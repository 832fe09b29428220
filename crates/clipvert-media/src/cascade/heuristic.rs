//! Heuristic positional crop strategy.
//!
//! No content analysis: the crop window keeps full height and sits at the
//! golden-ratio point of the horizontal slack. The alternative alignments
//! are computed and logged for diagnostics, but the golden-left position
//! is always the one encoded, so this stage only fails when the transcode
//! itself does.

use async_trait::async_trait;
use tracing::{debug, info};

use clipvert_models::{AspectRatio, CropWindow, GOLDEN_RATIO};

use crate::clip::staging_path;
use crate::command::{FfmpegCommand, FfmpegRunner};
use crate::error::MediaResult;
use crate::fs_utils::publish_atomic;
use crate::probe::probe_video;

use super::{CropStrategy, StageContext};

/// Golden-ratio positional strategy.
#[derive(Default)]
pub struct HeuristicCrop;

impl HeuristicCrop {
    pub fn new() -> Self {
        Self
    }
}

/// Candidate horizontal alignments over the slack left by a full-height
/// target window. Widths stay fractional; ffmpeg's crop filter evaluates
/// the expressions itself.
pub fn candidate_positions(width: u32, height: u32, aspect: &AspectRatio) -> Vec<(&'static str, f64)> {
    let target_width = (height as f64 * aspect.ratio()).min(width as f64);
    let slack = width as f64 - target_width;
    vec![
        ("center", slack / 2.0),
        ("golden-left", slack * GOLDEN_RATIO),
        ("golden-right", slack * (1.0 - GOLDEN_RATIO)),
        ("left", 0.0),
        ("right", slack),
    ]
}

/// The window this strategy always encodes: full height, golden-left.
pub fn golden_left_window(width: u32, height: u32, aspect: &AspectRatio) -> CropWindow {
    let target_width = (height as f64 * aspect.ratio()).min(width as f64);
    let x = (width as f64 - target_width) * GOLDEN_RATIO;
    CropWindow::new(x, 0.0, target_width, height as f64)
}

#[async_trait]
impl CropStrategy for HeuristicCrop {
    fn name(&self) -> &'static str {
        "heuristic"
    }

    async fn attempt(&self, ctx: &StageContext<'_>) -> MediaResult<()> {
        let request = ctx.request;
        let info = probe_video(&request.input).await?;

        for (desc, x) in candidate_positions(info.width, info.height, &request.aspect) {
            debug!(position = desc, x = x, "candidate crop alignment");
        }

        let window = golden_left_window(info.width, info.height, &request.aspect);
        info!(
            x = window.x,
            width = window.width,
            height = window.height,
            "encoding golden-left crop"
        );

        let filter = format!(
            "crop={}:{}:{}:0,scale=1080:1920:flags=lanczos",
            window.width, window.height, window.x
        );
        let staging = staging_path(&request.output);
        let cmd = FfmpegCommand::new(&request.input, &staging)
            .video_filter(filter)
            .encoding(&request.encoding)
            .strip_metadata();

        if let Err(e) = FfmpegRunner::new().run(&cmd).await {
            let _ = tokio::fs::remove_file(&staging).await;
            return Err(e);
        }
        publish_atomic(&staging, &request.output).await
    }
}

⁂

* [What you have to do]: Every entry shown above should be written out again without a single difference.

* [Response to the exercise]:
repository 832fe09b29428220
filename crates/clipvert-media/src/cascade/heuristic.rs
//! Heuristic positional crop strategy.
//!
//! No content analysis: the crop window keeps full height and sits at the
//! golden-ratio point of the horizontal slack. The alternative alignments
//! are computed and logged for diagnostics, but the golden-left position
//! is always the one encoded, so this stage only fails when the transcode
//! itself does.

use async_trait::async_trait;
use tracing::{debug, info};

use clipvert_models::{AspectRatio, CropWindow, GOLDEN_RATIO};

use crate::clip::staging_path;
use crate::command::{FfmpegCommand, FfmpegRunner};
use crate::error::MediaResult;
use crate::fs_utils::publish_atomic;
use crate::probe::probe_video;

use super::{CropStrategy, StageContext};

/// Golden-ratio positional strategy.
#[derive(Default)]
pub struct HeuristicCrop;

impl HeuristicCrop {
    pub fn new() -> Self {
        Self
    }
}

/// Candidate horizontal alignments over the slack left by a full-height
/// target window. Widths stay fractional; ffmpeg's crop filter evaluates
/// the expressions itself.
pub fn candidate_positions(width: u32, height: u32, aspect: &AspectRatio) -> Vec<(&'static str, f64)> {
    let target_width = (height as f64 * aspect.ratio()).min(width as f64);
    let slack = width as f64 - target_width;
    vec![
        ("center", slack / 2.0),
        ("golden-left", slack * GOLDEN_RATIO),
        ("golden-right", slack * (1.0 - GOLDEN_RATIO)),
        ("left", 0.0),
        ("right", slack),
    ]
}

/// The window this strategy always encodes: full height, golden-left.
pub fn golden_left_window(width: u32, height: u32, aspect: &AspectRatio) -> CropWindow {
    let target_width = (height as f64 * aspect.ratio()).min(width as f64);
    let x = (width as f64 - target_width) * GOLDEN_RATIO;
    CropWindow::new(x, 0.0, target_width, height as f64)
}

#[async_trait]
impl CropStrategy for HeuristicCrop {
    fn name(&self) -> &'static str {
        "heuristic"
    }

    async fn attempt(&self, ctx: &StageContext<'_>) -> MediaResult<()> {
        let request = ctx.request;
        let info = probe_video(&request.input).await?;

        for (desc, x) in candidate_positions(info.width, info.height, &request.aspect) {
            debug!(position = desc, x = x, "candidate crop alignment");
        }

        let window = golden_left_window(info.width, info.height, &request.aspect);
        info!(
            x = window.x,
            width = window.width,
            height = window.height,
            "encoding golden-left crop"
        );

        let filter = format!(
            "crop={}:{}:{}:0,scale=1080:1920:flags=lanczos",
            window.width, window.height, window.x
        );
        let staging = staging_path(&request.output);
        let cmd = FfmpegCommand::new(&request.input, &staging)
            .video_filter(filter)
            .encoding(&request.encoding)
            .strip_metadata();

        if let Err(e) = FfmpegRunner::new().run(&cmd).await {
            let _ = tokio::fs::remove_file(&staging).await;
            return Err(e);
        }
        publish_atomic(&staging, &request.output).await
    }
}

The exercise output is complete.